PROBLEM TO WORK ON: Set down, please, without alteration, the lines of the entries below from the first through the one containing "of recent shots".

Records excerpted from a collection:
[Start of Attachment]

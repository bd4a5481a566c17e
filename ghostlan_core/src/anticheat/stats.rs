//! Rolling per-agent behaviour statistics.

use super::anomaly::FeatureVector;
use crate::action::{Action, ActionKind, ActionResult};
use serde::Serialize;
use std::collections::VecDeque;

/// Number of recent entries kept per history.
pub const HISTORY_WINDOW: usize = 50;

/// Rolling window of what one agent has been doing.
#[derive(Debug, Clone, Default, Serialize)]
pub struct AgentStats {
    /// Recent action types
    pub actions: VecDeque<ActionKind>,

    /// Aim precision of recent shots
    pub accuracy_history: VecDeque<f64>,

    /// Speed multiplier of recent moves
    pub speed_history: VecDeque<f64>,
}

fn push_bounded<T>(buf: &mut VecDeque<T>, value: T) {
    if buf.len() == HISTORY_WINDOW {
        buf.pop_front();
    }
    buf.push_back(value);
}

/// (mean, population std, max) or the fallback when empty.
fn summarize(values: &VecDeque<f64>, fallback: (f64, f64, f64)) -> (f64, f64, f64) {
    if values.is_empty() {
        return fallback;
    }
    let n = values.len() as f64;
    let mean = values.iter().sum::<f64>() / n;
    let var = values.iter().map(|v| (v - mean).powi(2)).sum::<f64>() / n;
    let max = values.iter().cloned().fold(f64::NEG_INFINITY, f64::max);
    (mean, var.sqrt(), max)
}

impl AgentStats {
    pub fn new() -> Self {
        Self::default()
    }

    /// Folds one resolved action into the windows.
    pub fn record(&mut self, action: &Action, result: &ActionResult) {
        push_bounded(&mut self.actions, action.kind());

        match action {
            Action::Shoot { .. } => {
                if let Some(accuracy) = result.accuracy {
                    push_bounded(&mut self.accuracy_history, accuracy);
                }
            }
            Action::Move { speed, .. } => push_bounded(&mut self.speed_history, *speed),
            Action::Reload | Action::Wait => {}
        }
    }

    /// Six-dimensional feature vector:
    /// `[acc_mean, acc_std, acc_max, speed_mean, speed_std, speed_max]`.
    ///
    /// Agents with no shots (or no moves) get neutral defaults for that half.
    pub fn features(&self) -> FeatureVector {
        let (am, asd, amax) = summarize(&self.accuracy_history, (0.5, 0.1, 0.5));
        let (sm, ssd, smax) = summarize(&self.speed_history, (1.0, 0.1, 1.0));
        FeatureVector::new(am, asd, amax, sm, ssd, smax)
    }

    /// Fraction of recent actions that were shots.
    pub fn shot_ratio(&self) -> f64 {
        if self.actions.is_empty() {
            return 0.0;
        }
        let shots = self.actions.iter().filter(|k| **k == ActionKind::Shoot).count();
        shots as f64 / self.actions.len() as f64
    }
}

#[cfg(test)]
mod tests {
    use super::*;
    use crate::action::{NetworkImpact, Position};
    use approx::assert_relative_eq;

    fn impact() -> NetworkImpact {
        NetworkImpact {
            latency_ms: 0.0,
            packet_loss: 0.0,
            bandwidth_used_mb: 0.1,
        }
    }

    fn shot_result(accuracy: f64) -> ActionResult {
        ActionResult {
            accuracy: Some(accuracy),
            ..ActionResult::succeeded(vec![], impact())
        }
    }

    #[test]
    fn test_defaults_when_empty() {
        let stats = AgentStats::new();
        let f = stats.features();
        assert_eq!(f.as_slice(), &[0.5, 0.1, 0.5, 1.0, 0.1, 1.0]);
    }

    #[test]
    fn test_window_is_bounded() {
        let mut stats = AgentStats::new();
        for i in 0..120 {
            let action = Action::move_to(Position::zeros(), i as f64);
            stats.record(&action, &ActionResult::succeeded(vec![], impact()));
        }
        assert_eq!(stats.actions.len(), HISTORY_WINDOW);
        assert_eq!(stats.speed_history.len(), HISTORY_WINDOW);
        // Oldest entries were evicted
        assert_eq!(stats.speed_history.front(), Some(&70.0));
    }

    #[test]
    fn test_accuracy_features() {
        let mut stats = AgentStats::new();
        let shot = Action::shoot_at(Position::zeros(), None);
        stats.record(&shot, &shot_result(0.2));
        stats.record(&shot, &shot_result(0.6));

        let f = stats.features();
        assert_relative_eq!(f[0], 0.4);
        assert_relative_eq!(f[1], 0.2);
        assert_relative_eq!(f[2], 0.6);
        assert_relative_eq!(stats.shot_ratio(), 1.0);
    }
}
//! Venue geometry: bounds, box obstacles and team spawn pools.
//!
//! Collision is an intentionally coarse swept-point test: a path is blocked
//! when either endpoint lies strictly inside an obstacle's box. Points on a
//! box face are outside (open interval).

use crate::action::Position;
use ghostlan_env::Team;
use nalgebra::Vector3;
use serde::{Deserialize, Serialize};
use thiserror::Error;

/// Geometry that cannot host a match.
#[derive(Debug, Error)]
pub enum GeometryError {
    #[error("Map bounds are empty")]
    EmptyBounds,

    #[error("No spawn points for {0}")]
    NoSpawnPoints(Team),

    #[error("Spawn point {index} of {team} lies inside an obstacle")]
    SpawnInsideObstacle { team: Team, index: usize },
}

/// Horizontal extent of the map (the y axis is unbounded).
#[derive(Debug, Clone, Copy, PartialEq, Serialize, Deserialize)]
pub struct MapBounds {
    pub x_min: f64,
    pub x_max: f64,
    pub z_min: f64,
    pub z_max: f64,
}

impl MapBounds {
    pub fn contains(&self, p: &Position) -> bool {
        p.x >= self.x_min && p.x <= self.x_max && p.z >= self.z_min && p.z <= self.z_max
    }

    /// Clamps a point onto the playable area.
    pub fn clamp(&self, p: Position) -> Position {
        Position::new(
            p.x.clamp(self.x_min, self.x_max),
            p.y,
            p.z.clamp(self.z_min, self.z_max),
        )
    }

    /// Midpoint along x; team A holds x < center.
    pub fn center_x(&self) -> f64 {
        (self.x_min + self.x_max) / 2.0
    }
}

#[derive(Debug, Clone, Copy, PartialEq, Eq, Serialize, Deserialize)]
#[serde(rename_all = "snake_case")]
pub enum ObstacleKind {
    Wall,
    Cover,
    Station,
}

/// Axis-aligned box centred on `position`.
#[derive(Debug, Clone, PartialEq, Serialize, Deserialize)]
pub struct Obstacle {
    pub kind: ObstacleKind,
    pub position: Position,
    pub size: Vector3<f64>,
}

impl Obstacle {
    pub fn new(kind: ObstacleKind, position: [f64; 3], size: [f64; 3]) -> Self {
        Self {
            kind,
            position: Position::from(position),
            size: Vector3::from(size),
        }
    }

    pub fn half_extents(&self) -> Vector3<f64> {
        self.size / 2.0
    }

    /// Strict containment on all three axes.
    pub fn contains(&self, p: &Position) -> bool {
        let half = self.half_extents();
        let d = p - self.position;
        d.x.abs() < half.x && d.y.abs() < half.y && d.z.abs() < half.z
    }
}

/// Spawn pools per team.
#[derive(Debug, Clone, PartialEq, Serialize, Deserialize)]
pub struct SpawnPoints {
    pub team_a: Vec<Position>,
    pub team_b: Vec<Position>,
}

/// Immutable map description.
#[derive(Debug, Clone, PartialEq, Serialize, Deserialize)]
pub struct MapGeometry {
    pub bounds: MapBounds,
    pub obstacles: Vec<Obstacle>,
    pub spawn_points: SpawnPoints,
}

impl MapGeometry {
    /// The default café LAN venue: a 200x200 floor split by a centre wall,
    /// four cover blocks and six rows of computer stations.
    pub fn lan_cafe() -> Self {
        let obstacles = vec![
            Obstacle::new(ObstacleKind::Wall, [0.0, 0.0, 0.0], [2.0, 10.0, 50.0]),
            Obstacle::new(ObstacleKind::Cover, [-30.0, 0.0, -20.0], [5.0, 3.0, 5.0]),
            Obstacle::new(ObstacleKind::Cover, [30.0, 0.0, 20.0], [5.0, 3.0, 5.0]),
            Obstacle::new(ObstacleKind::Cover, [-20.0, 0.0, 30.0], [5.0, 3.0, 5.0]),
            Obstacle::new(ObstacleKind::Cover, [20.0, 0.0, -30.0], [5.0, 3.0, 5.0]),
            Obstacle::new(ObstacleKind::Station, [-60.0, 0.0, -60.0], [10.0, 2.0, 10.0]),
            Obstacle::new(ObstacleKind::Station, [-60.0, 0.0, 0.0], [10.0, 2.0, 10.0]),
            Obstacle::new(ObstacleKind::Station, [-60.0, 0.0, 60.0], [10.0, 2.0, 10.0]),
            Obstacle::new(ObstacleKind::Station, [60.0, 0.0, -60.0], [10.0, 2.0, 10.0]),
            Obstacle::new(ObstacleKind::Station, [60.0, 0.0, 0.0], [10.0, 2.0, 10.0]),
            Obstacle::new(ObstacleKind::Station, [60.0, 0.0, 60.0], [10.0, 2.0, 10.0]),
        ];

        let lane = |x: f64| -> Vec<Position> {
            [-80.0, -40.0, 0.0, 40.0, 80.0]
                .iter()
                .map(|&z| Position::new(x, 0.0, z))
                .collect()
        };

        Self {
            bounds: MapBounds {
                x_min: -100.0,
                x_max: 100.0,
                z_min: -100.0,
                z_max: 100.0,
            },
            obstacles,
            spawn_points: SpawnPoints {
                team_a: lane(-80.0),
                team_b: lane(80.0),
            },
        }
    }

    /// An empty arena with the same bounds and spawns (no obstacles).
    pub fn open_floor() -> Self {
        Self {
            obstacles: Vec::new(),
            ..Self::lan_cafe()
        }
    }

    pub fn spawn_points(&self, team: Team) -> &[Position] {
        match team {
            Team::A => &self.spawn_points.team_a,
            Team::B => &self.spawn_points.team_b,
        }
    }

    /// Returns the first obstacle containing the point.
    pub fn obstacle_at(&self, p: &Position) -> Option<&Obstacle> {
        self.obstacles.iter().find(|o| o.contains(p))
    }

    /// Coarse path test used for moves and shots.
    pub fn is_blocked(&self, start: &Position, end: &Position) -> bool {
        self.obstacle_at(start).is_some() || self.obstacle_at(end).is_some()
    }

    /// Checks the map can host a match.
    pub fn validate(&self) -> Result<(), GeometryError> {
        if self.bounds.x_min >= self.bounds.x_max || self.bounds.z_min >= self.bounds.z_max {
            return Err(GeometryError::EmptyBounds);
        }
        for team in [Team::A, Team::B] {
            let spawns = self.spawn_points(team);
            if spawns.is_empty() {
                return Err(GeometryError::NoSpawnPoints(team));
            }
            if let Some(index) = spawns.iter().position(|p| self.obstacle_at(p).is_some()) {
                return Err(GeometryError::SpawnInsideObstacle { team, index });
            }
        }
        Ok(())
    }
}

impl Default for MapGeometry {
    fn default() -> Self {
        Self::lan_cafe()
    }
}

[End of Attachment]

TASK RESULT:
repository bd4a5481a566c17e
filename ghostlan_core/src/anticheat/stats.rs
//! Rolling per-agent behaviour statistics.

use super::anomaly::FeatureVector;
use crate::action::{Action, ActionKind, ActionResult};
use serde::Serialize;
use std::collections::VecDeque;

/// Number of recent entries kept per history.
pub const HISTORY_WINDOW: usize = 50;

/// Rolling window of what one agent has been doing.
#[derive(Debug, Clone, Default, Serialize)]
pub struct AgentStats {
    /// Recent action types
    pub actions: VecDeque<ActionKind>,

    /// Aim precision of recent shots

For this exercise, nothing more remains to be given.